Collected data entries:
//! Event dispatch bus
//!
//! Named events fan out to subscriber callbacks, synchronously and in
//! subscription order. A failing or panicking subscriber is logged and skipped;
//! delivery continues with the next one.
//!
//! Subscribers may publish further events from inside a callback. The
//! registry lock is released before any callback runs, so nested publishes and
//! subscribes never deadlock.
//!
//! ```ignore
//! let bus = EventBus::new();
//! let id = bus.subscribe("said", |event| {
//!     tracing::info!(text = ?event.text("text"), "said");
//!     Ok(())
//! });
//! bus.unsubscribe(id);
//! ```

use std::collections::HashMap;
use std::panic::{catch_unwind, AssertUnwindSafe};
use std::sync::{Arc, PoisonError, RwLock};
use std::time::Duration;

use lobbyist_core::User;
use tracing::{error, warn};

use crate::client::Client;
use crate::connection::Connection;
use crate::protocol::Message;

/// Error type subscribers may return
pub type HandlerError = Box<dyn std::error::Error + Send + Sync>;

/// Result type subscribers return
pub type HandlerResult = Result<(), HandlerError>;

type Handler = Arc<dyn Fn(&Event) -> HandlerResult + Send + Sync>;

/// Handle returned from [`EventBus::subscribe`]
#[derive(Debug, Clone, Copy, PartialEq, Eq, Hash)]
pub struct SubscriptionId(u64);

/// Auxiliary value attached to an event
#[derive(Debug, Clone, PartialEq)]
pub enum Value {
    Text(String),
    User(User),
    Duration(Duration),
    Lines(Vec<String>),
}

impl From<String> for Value {
    fn from(s: String) -> Self {
        Value::Text(s)
    }
}

impl From<&str> for Value {
    fn from(s: &str) -> Self {
        Value::Text(s.to_string())
    }
}

impl From<User> for Value {
    fn from(u: User) -> Self {
        Value::User(u)
    }
}

impl From<Duration> for Value {
    fn from(d: Duration) -> Self {
        Value::Duration(d)
    }
}

impl From<Vec<String>> for Value {
    fn from(lines: Vec<String>) -> Self {
        Value::Lines(lines)
    }
}

/// A published event
///
/// Carries the parsed message (if any), the stable client handle, the
/// connection the message arrived on, and named context values.
#[derive(Clone)]
pub struct Event {
    name: String,
    message: Option<Arc<Message>>,
    client: Option<Client>,
    connection: Option<Arc<Connection>>,
    context: Vec<(&'static str, Value)>,
}

impl Event {
    pub fn new(name: impl Into<String>) -> Self {
        Self {
            name: name.into(),
            message: None,
            client: None,
            connection: None,
            context: Vec::new(),
        }
    }

    /// A new event that inherits message, client and connection from `parent`
    pub fn derive(name: impl Into<String>, parent: &Event) -> Self {
        Self {
            name: name.into(),
            message: parent.message.clone(),
            client: parent.client.clone(),
            connection: parent.connection.clone(),
            context: Vec::new(),
        }
    }

    pub fn with_message(mut self, message: Arc<Message>) -> Self {
        self.message = Some(message);
        self
    }

    pub fn with_client(mut self, client: Option<Client>) -> Self {
        self.client = client;
        self
    }

    pub fn with_connection(mut self, connection: Arc<Connection>) -> Self {
        self.connection = Some(connection);
        self
    }

    /// Attach a named context value
    pub fn with(mut self, key: &'static str, value: impl Into<Value>) -> Self {
        self.context.push((key, value.into()));
        self
    }

    pub fn name(&self) -> &str {
        &self.name
    }

    pub fn message(&self) -> Option<&Message> {
        self.message.as_deref()
    }

    /// Stable handle of the client that produced this event
    pub fn client(&self) -> Option<&Client> {
        self.client.as_ref()
    }

    /// Connection the underlying line arrived on
    pub fn connection(&self) -> Option<&Arc<Connection>> {
        self.connection.as_ref()
    }

    pub fn get(&self, key: &str) -> Option<&Value> {
        self.context.iter().find(|(k, _)| *k == key).map(|(_, v)| v)
    }

    pub fn text(&self, key: &str) -> Option<&str> {
        match self.get(key) {
            Some(Value::Text(s)) => Some(s),
            _ => None,
        }
    }

    pub fn user(&self, key: &str) -> Option<&User> {
        match self.get(key) {
            Some(Value::User(u)) => Some(u),
            _ => None,
        }
    }

    pub fn duration(&self, key: &str) -> Option<Duration> {
        match self.get(key) {
            Some(Value::Duration(d)) => Some(*d),
            _ => None,
        }
    }

    pub fn lines(&self, key: &str) -> Option<&[String]> {
        match self.get(key) {
            Some(Value::Lines(l)) => Some(l),
            _ => None,
        }
    }
}

impl std::fmt::Debug for Event {
    fn fmt(&self, f: &mut std::fmt::Formatter<'_>) -> std::fmt::Result {
        f.debug_struct("Event")
            .field("name", &self.name)
            .field("message", &self.message)
            .field("netid", &self.connection.as_ref().map(|c| c.netid()))
            .field("context", &self.context)
            .finish()
    }
}

#[derive(Default)]
struct Registry {
    handlers: HashMap<String, Vec<(SubscriptionId, Handler)>>,
    next_id: u64,
    core_installed: bool,
}

/// Publish/subscribe registry shared by every client that uses it
#[derive(Clone, Default)]
pub struct EventBus {
    registry: Arc<RwLock<Registry>>,
}

impl EventBus {
    /// Create an empty bus
    pub fn new() -> Self {
        Self::default()
    }

    /// Register a callback for an event name
    pub fn subscribe<F>(&self, event: &str, callback: F) -> SubscriptionId
    where
        F: Fn(&Event) -> HandlerResult + Send + Sync + 'static,
    {
        let mut registry = self.registry.write().unwrap_or_else(PoisonError::into_inner);
        let id = SubscriptionId(registry.next_id);
        registry.next_id += 1;
        registry
            .handlers
            .entry(event.to_string())
            .or_default()
            .push((id, Arc::new(callback)));

        tracing::debug!(event = %event, id = id.0, "Registered subscriber");
        id
    }

    /// Remove a subscription. Returns false if it was not registered.
    pub fn unsubscribe(&self, id: SubscriptionId) -> bool {
        let mut registry = self.registry.write().unwrap_or_else(PoisonError::into_inner);
        for handlers in registry.handlers.values_mut() {
            if let Some(idx) = handlers.iter().position(|(sid, _)| *sid == id) {
                handlers.remove(idx);
                return true;
            }
        }
        false
    }

    /// Deliver an event to every subscriber of its name
    ///
    /// Returns the number of subscribers that handled it without error.
    pub fn publish(&self, event: &Event) -> usize {
        let handlers: Vec<Handler> = {
            let registry = self.registry.read().unwrap_or_else(PoisonError::into_inner);
            match registry.handlers.get(event.name()) {
                Some(list) => list.iter().map(|(_, h)| Arc::clone(h)).collect(),
                None => return 0,
            }
        };

        let mut delivered = 0;
        for handler in handlers {
            match catch_unwind(AssertUnwindSafe(|| handler(event))) {
                Ok(Ok(())) => delivered += 1,
                Ok(Err(e)) => {
                    warn!(event = %event.name(), error = %e, "Subscriber failed");
                }
                Err(_) => {
                    error!(event = %event.name(), "Subscriber panicked");
                }
            }
        }
        delivered
    }

    /// Check if any subscriber is registered for an event
    pub fn has_subscribers(&self, event: &str) -> bool {
        let registry = self.registry.read().unwrap_or_else(PoisonError::into_inner);
        registry.handlers.get(event).is_some_and(|v| !v.is_empty())
    }

    /// Total number of subscriptions across all events
    pub fn subscriber_count(&self) -> usize {
        let registry = self.registry.read().unwrap_or_else(PoisonError::into_inner);
        registry.handlers.values().map(Vec::len).sum()
    }

    /// Returns true exactly once per bus; used to install the protocol
    /// handlers a single time no matter how many clients share the bus.
    pub(crate) fn claim_core_install(&self) -> bool {
        let mut registry = self.registry.write().unwrap_or_else(PoisonError::into_inner);
        !std::mem::replace(&mut registry.core_installed, true)
    }
}

impl std::fmt::Debug for EventBus {
    fn fmt(&self, f: &mut std::fmt::Formatter<'_>) -> std::fmt::Result {
        let registry = self.registry.read().unwrap_or_else(PoisonError::into_inner);
        f.debug_struct("EventBus")
            .field("event_count", &registry.handlers.len())
            .field("next_id", &registry.next_id)
            .finish()
    }
}
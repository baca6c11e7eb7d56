//! Outgoing command lines
//!
//! Pure formatters; the client queues whatever these return. Chat text is
//! cut into chunks of [`MAX_CHAT_CHARS`] characters, one line per chunk.

/// Longest chat text carried by a single line, in characters
pub const MAX_CHAT_CHARS: usize = 400;

/// How line breaks inside chat text are neutralised
#[derive(Debug, Clone, Copy, PartialEq, Eq)]
enum Newlines {
    Space,
    Strip,
}

fn clean(text: &str, newlines: Newlines) -> String {
    match newlines {
        Newlines::Space => text.replace(['\r', '\n'], " "),
        Newlines::Strip => text.replace(['\r', '\n'], ""),
    }
}

/// Split text into chunks of at most `max` characters
fn chunks(text: &str, max: usize) -> Vec<String> {
    let chars: Vec<char> = text.chars().collect();
    chars.chunks(max.max(1)).map(|c| c.iter().collect()).collect()
}

fn chat(prefix: &str, text: &str, newlines: Newlines) -> Vec<String> {
    chunks(&clean(text, newlines), MAX_CHAT_CHARS)
        .into_iter()
        .map(|chunk| format!("{prefix}{chunk}"))
        .collect()
}

pub fn login(username: &str, password_hash: &str, cpu: u32, client_name: &str, flags: &str) -> String {
    format!("LOGIN {username} {password_hash} {cpu} * {client_name}\t0\t{flags}")
}

pub fn register(username: &str, password_hash: &str, email: Option<&str>) -> String {
    match email {
        Some(email) => format!("REGISTER {username} {password_hash} {email}"),
        None => format!("REGISTER {username} {password_hash}"),
    }
}

pub fn confirm_agreement() -> String {
    "CONFIRMAGREEMENT".to_string()
}

pub fn join(channel: &str) -> String {
    format!("JOIN {channel}")
}

pub fn leave(channel: &str) -> String {
    format!("LEAVE {channel}")
}

pub fn ping() -> String {
    "PING".to_string()
}

/// Reply to a server probe, echoing its token if one was given
pub fn pong(token: Option<&str>) -> String {
    match token {
        Some(token) => format!("PONG {token}"),
        None => "PONG".to_string(),
    }
}

/// Channel message; newlines become spaces
pub fn say(channel: &str, text: &str) -> Vec<String> {
    chat(&format!("SAY {channel} "), text, Newlines::Space)
}

/// Channel emote; newlines are removed
pub fn say_ex(channel: &str, text: &str) -> Vec<String> {
    chat(&format!("SAYEX {channel} "), text, Newlines::Strip)
}

pub fn say_private(username: &str, text: &str) -> Vec<String> {
    chat(&format!("SAYPRIVATE {username} :"), text, Newlines::Strip)
}

pub fn say_private_ex(username: &str, text: &str) -> Vec<String> {
    chat(&format!("SAYPRIVATEEX {username} :"), text, Newlines::Strip)
}

/// Announce a user bridged in from an external service
///
/// The external name is reduced to ASCII letters and digits.
pub fn bridge_client_from(location: &str, external_id: &str, external_username: &str) -> String {
    let name: String = external_username
        .chars()
        .filter(char::is_ascii_alphanumeric)
        .collect();
    format!("BRIDGECLIENTFROM {location} {external_id} {name}")
}

pub fn unbridge_client_from(location: &str, external_id: &str) -> String {
    format!("UNBRIDGECLIENTFROM {location} {external_id}")
}

pub fn join_from(channel: &str, location: &str, external_id: &str) -> String {
    format!("JOINFROM {channel} {location} {external_id}")
}

pub fn leave_from(channel: &str, location: &str, external_id: &str) -> String {
    format!("LEAVEFROM {channel} {location} {external_id}")
}

/// Relay a bridged user's message into a channel
pub fn say_from(channel: &str, domain: &str, user: &str, text: &str) -> Vec<String> {
    chat(&format!("SAYFROM {channel} {domain} {user} "), text, Newlines::Space)
}
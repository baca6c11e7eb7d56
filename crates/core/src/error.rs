//! Error types for Lobbyist Core

use std::path::PathBuf;

use thiserror::Error;

#[derive(Error, Debug)]
pub enum Error {
    #[error("Config file not found: {0}")]
    ConfigNotFound(PathBuf),

    #[error("Failed to parse config TOML: {0}")]
    ConfigParse(#[from] toml::de::Error),

    #[error("Invalid config: {0}")]
    InvalidConfig(String),

    #[error("Could not determine config directory")]
    NoConfigDir,

    #[error("IO error: {0}")]
    Io(#[from] std::io::Error),
}

pub type Result<T> = std::result::Result<T, Error>;
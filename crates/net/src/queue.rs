//! Outgoing line queue
//!
//! Lines are appended without blocking and written out in batches by the
//! connection's flush task. A flush drains the whole queue and performs one
//! transport write. The queue is cleared before the write is attempted, so a
//! failed write loses its batch; the lines are handed back in the error for
//! reporting.

use std::io;
use std::sync::{Mutex, PoisonError};

use bytes::BytesMut;
use tokio::io::{AsyncWrite, AsyncWriteExt};
use tokio_util::codec::Encoder;

use crate::frame::LineFramer;

/// A batch that could not be written
#[derive(Debug, thiserror::Error)]
#[error("failed to write {} queued line(s): {source}", .lines.len())]
pub struct FlushError {
    /// Lines dropped with the failed write
    pub lines: Vec<String>,
    #[source]
    pub source: io::Error,
}

/// FIFO of lines waiting for the next flush
#[derive(Debug, Default)]
pub struct OutgoingQueue {
    lines: Mutex<Vec<String>>,
}

impl OutgoingQueue {
    pub fn new() -> Self {
        Self::default()
    }

    /// Append a line. Never blocks on I/O.
    pub fn push(&self, line: impl Into<String>) {
        self.lock().push(line.into());
    }

    pub fn len(&self) -> usize {
        self.lock().len()
    }

    pub fn is_empty(&self) -> bool {
        self.lock().is_empty()
    }

    /// Snapshot of pending lines, oldest first
    pub fn pending(&self) -> Vec<String> {
        self.lock().clone()
    }

    /// Remove and return every pending line
    pub fn take(&self) -> Vec<String> {
        std::mem::take(&mut *self.lock())
    }

    /// Drain the queue into a single write
    ///
    /// Returns the lines written; an empty queue writes nothing.
    pub async fn flush<W>(&self, writer: &mut W) -> Result<Vec<String>, FlushError>
    where
        W: AsyncWrite + Unpin,
    {
        let lines = self.take();
        if lines.is_empty() {
            return Ok(lines);
        }

        let mut framer = LineFramer::new();
        let mut buf = BytesMut::new();
        for line in &lines {
            if let Err(source) = framer.encode(line.as_str(), &mut buf) {
                return Err(FlushError { lines, source });
            }
        }

        let written = async {
            writer.write_all(&buf).await?;
            writer.flush().await
        }
        .await;

        match written {
            Ok(()) => Ok(lines),
            Err(source) => Err(FlushError { lines, source }),
        }
    }

    fn lock(&self) -> std::sync::MutexGuard<'_, Vec<String>> {
        self.lines.lock().unwrap_or_else(PoisonError::into_inner)
    }
}

#[cfg(test)]
mod tests {
    use super::*;
    use std::pin::Pin;
    use std::task::{Context, Poll};

    struct BrokenPipe;

    impl AsyncWrite for BrokenPipe {
        fn poll_write(self: Pin<&mut Self>, _: &mut Context<'_>, _: &[u8]) -> Poll<io::Result<usize>> {
            Poll::Ready(Err(io::ErrorKind::BrokenPipe.into()))
        }

        fn poll_flush(self: Pin<&mut Self>, _: &mut Context<'_>) -> Poll<io::Result<()>> {
            Poll::Ready(Ok(()))
        }

        fn poll_shutdown(self: Pin<&mut Self>, _: &mut Context<'_>) -> Poll<io::Result<()>> {
            Poll::Ready(Ok(()))
        }
    }

    /// Counts write calls so a batch can be checked to be one write
    #[derive(Default)]
    struct CountingWriter {
        data: Vec<u8>,
        writes: usize,
    }

    impl AsyncWrite for CountingWriter {
        fn poll_write(mut self: Pin<&mut Self>, _: &mut Context<'_>, buf: &[u8]) -> Poll<io::Result<usize>> {
            self.writes += 1;
            self.data.extend_from_slice(buf);
            Poll::Ready(Ok(buf.len()))
        }

        fn poll_flush(self: Pin<&mut Self>, _: &mut Context<'_>) -> Poll<io::Result<()>> {
            Poll::Ready(Ok(()))
        }

        fn poll_shutdown(self: Pin<&mut Self>, _: &mut Context<'_>) -> Poll<io::Result<()>> {
            Poll::Ready(Ok(()))
        }
    }

    #[tokio::test]
    async fn test_flush_writes_batch_in_order() {
        let queue = OutgoingQueue::new();
        queue.push("JOIN main");
        queue.push("SAY main hello");
        queue.push("PING");

        let mut out = CountingWriter::default();
        let written = queue.flush(&mut out).await.unwrap();

        assert_eq!(written, vec!["JOIN main", "SAY main hello", "PING"]);
        assert_eq!(out.data, b"JOIN main\r\nSAY main hello\r\nPING\r\n");
        assert_eq!(out.writes, 1);
        assert!(queue.is_empty());
    }

    #[tokio::test]
    async fn test_empty_flush_is_noop() {
        let queue = OutgoingQueue::new();
        let mut out = CountingWriter::default();
        assert!(queue.flush(&mut out).await.unwrap().is_empty());
        assert_eq!(out.writes, 0);
    }

    #[tokio::test]
    async fn test_failed_write_clears_queue_and_reports_lines() {
        let queue = OutgoingQueue::new();
        queue.push("SAY main one");
        queue.push("SAY main two");

        let err = queue.flush(&mut BrokenPipe).await.unwrap_err();
        assert_eq!(err.lines, vec!["SAY main one", "SAY main two"]);
        assert_eq!(err.source.kind(), io::ErrorKind::BrokenPipe);
        assert!(queue.is_empty());

        queue.push("SAY main three");
        assert_eq!(queue.pending(), vec!["SAY main three"]);
    }
}
/// Watch the current connection and replace it whenever it is lost
///
/// Holds only a weak reference to the client between attempts, so dropping
/// every handle ends the loop.
async fn supervise(
    client: Weak<ClientInner>,
    connector: Arc<dyn Connector>,
    target: Target,
    timing: Timing,
    shutdown: CancellationToken,
) {
    loop {
        let Some(conn) = client.upgrade().map(|inner| inner.current()) else {
            return;
        };

        tokio::select! {
            () = shutdown.cancelled() => return,
            () = conn.closed() => {}
        }
        drop(conn);
        if shutdown.is_cancelled() {
            return;
        }

        info!(server = %target, delay = ?timing.reconnect_delay, "Reconnecting");
        let transport = loop {
            tokio::select! {
                () = shutdown.cancelled() => return,
                () = time::sleep(timing.reconnect_delay) => {}
            }

            let attempt = tokio::select! {
                () = shutdown.cancelled() => return,
                attempt = connector.connect(&target) => attempt,
            };
            match attempt {
                Ok(transport) => break transport,
                Err(e) => {
                    warn!(server = %target, error = %e, retry_in = ?timing.reconnect_delay, "Host down, retrying");
                }
            }
        };

        let Some(inner) = client.upgrade() else {
            return;
        };
        let conn = Connection::new(
            target.clone(),
            timing,
            inner.bus.clone(),
            client.clone(),
            shutdown.child_token(),
        );
        *inner.current.write().unwrap_or_else(PoisonError::into_inner) = Arc::clone(&conn);
        let bus = inner.bus.clone();
        drop(inner);

        conn.start(transport);
        bus.publish(&conn.event(events::NETID_AVAILABLE));
        info!(netid = %conn.netid(), "Reconnected");
        bus.publish(&conn.event(events::RECONNECTED));
    }
}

_Work request:_ Wherever a line above contains the string "before", copy that line.

_Answer to this problem:_
//! registry lock is released before any callback runs, so nested publishes and
//! transport write. The queue is cleared before the write is attempted, so a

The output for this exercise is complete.